Aldo Leopold had the same heart-dropping optimism that Lewis and Clark did almost a century earlier. The sort where they really believed they could stop the sky from falling. Clark became an official in charge of Indian affairs after he returned from the Pacific, on what had been the greatest American overland-journey to date. I can’t imagine what he felt as he was forced to watch Manifest Destiny break every promise he’d ever made in goodwill towards Indians across the plains.
Likewise, Leopold, who rose up along the U.S. Forest Service ladder (all the way to advising the UN on conservation) must have felt like the world was on fire when, by 1950, the road had become a web—automobiles and televisions a way of thinking.
On the rare days when I can see Catalina, San Clemente even, wedged between the green, chaparral hills of spring, hearing Bewick’s Wrens and Spotted Towhees, it is so easy to love the world. Stepping around a protrusion of prickly pear, a flushed covey of quail explode away from me and settle into the needlegrass. Scattered, they comeback together, slowly; finding one another again with a series of calls like turn-table scratches, ur-wrr-rr, ur-wrr-rr, ur-wrr-rr.
After the quail disappear into the laurel sumac and monkey flowers, it’s hard to ignore the tollroad on the other side of the barbed wire, the neighborhoods washing up against the hilltops, the fire-roads that might be all too easily paved.

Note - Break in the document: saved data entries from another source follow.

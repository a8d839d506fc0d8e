//! # Module Configuration
//!
//! Which module types load is configurable per platform and run mode. The
//! config carries an optional explicit exclusion list and a prioritized list
//! of platform×mode overrides, each pointing at an alternate exclusion list.
//! Resolution happens once per load: explicit override first, then the first
//! matching platform+mode entry, otherwise no exclusions.

use serde::{Deserialize, Serialize};

/// Platform the host is currently running for.
#[derive(Clone, Copy, PartialEq, Eq, Debug, Serialize, Deserialize)]
pub enum Platform {
    Windows,
    MacOs,
    Linux,
    Android,
    Ios,
    Web,
}

/// How the engine process is running.
#[derive(Clone, Copy, PartialEq, Eq, Debug, Serialize, Deserialize)]
pub enum RuntimeMode {
    Editor,
    PlayMode,
    Player,
}

/// One platform×mode override pointing at an alternate exclusion list.
#[derive(Clone, Debug, Serialize, Deserialize)]
pub struct ConfigOverride {
    pub platform: Platform,
    pub mode: RuntimeMode,
    pub excluded: Vec<String>,
}

/// Module-set configuration, resolved once per load cycle.
#[derive(Clone, Debug, Default, Serialize, Deserialize)]
pub struct ModuleConfig {
    /// When set, wins over every platform override.
    #[serde(default)]
    pub explicit_exclusions: Option<Vec<String>>,
    /// Checked in order; the first platform+mode match applies.
    #[serde(default)]
    pub overrides: Vec<ConfigOverride>,
}

impl ModuleConfig {
    /// The effective exclusion list (fully-qualified type names) for one
    /// load cycle.
    pub fn resolve_exclusions(&self, platform: Platform, mode: RuntimeMode) -> &[String] {
        if let Some(explicit) = &self.explicit_exclusions {
            return explicit;
        }
        if let Some(entry) = self
            .overrides
            .iter()
            .find(|o| o.platform == platform && o.mode == mode)
        {
            return &entry.excluded;
        }
        &[]
    }
}
//! # Observability & Tracing
//!
//! This module provides the tracing infrastructure for the module host.
//!
//! ## Overview
//!
//! The [`setup_tracing`] function initializes structured logging with the
//! `tracing` crate. Every host operation logs with structured fields
//! (`module`, `hook`, `capability`, …) rather than interpolated strings, so
//! the output can be filtered and analyzed in production logging systems.
//!
//! ## Configuration
//!
//! The host uses a compact format that hides the crate/module prefix
//! (`with_target(false)`). This keeps log lines short while still providing
//! rich structured data.
//!
//! - **Structured logging** with `tracing` crate
//! - **Configurable log levels** via `RUST_LOG` environment variable
//! - **Compact format** optimized for development
//!
//! ## What Gets Traced
//!
//! - **Load/Unload**: per-module instantiation, exclusion decisions, the
//!   load and unload hooks, and the final set size
//! - **Wiring**: every resolved dependency edge and every failed connection
//! - **Injection**: the injector identity, provider count, and per-target
//!   failures
//! - **Dispatch**: every failed subscriber with module name and hook
//!
//! ## Usage Examples
//!
//! ```bash
//! # Compact logs
//! RUST_LOG=info cargo run
//!
//! # Show exclusion decisions and per-edge wiring
//! RUST_LOG=debug cargo run
//!
//! # Filter to the host only
//! RUST_LOG=module_host=debug cargo run
//! ```
pub fn setup_tracing() {
    tracing_subscriber::fmt()
        .with_env_filter(tracing_subscriber::EnvFilter::from_default_env())
        .with_target(false) // Don't show module paths - we use structured fields instead
        .compact()
        .init();
}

It’s troubling, the idea of “wild country to be young in.” What if it’s gone? Or, if not gone, then all but gone? The farm and then the city and then the suburbs have added up and been linked up. If there isn’t a road on the ground there’s a plane in the sky. In grand acts of conservation, a developer will agree to set aside so many acres of open land for each housing development built. Until those reserved spaces are further refined, divided at the same ratio more minutely. Imagine a spiral, or an image within an image within an image within an image. . . .
Think of a park as a remainder. What you have left is what’s left of the Cherokee, the Arapaho, the Miwok or the Chumash: reservations and artifacts.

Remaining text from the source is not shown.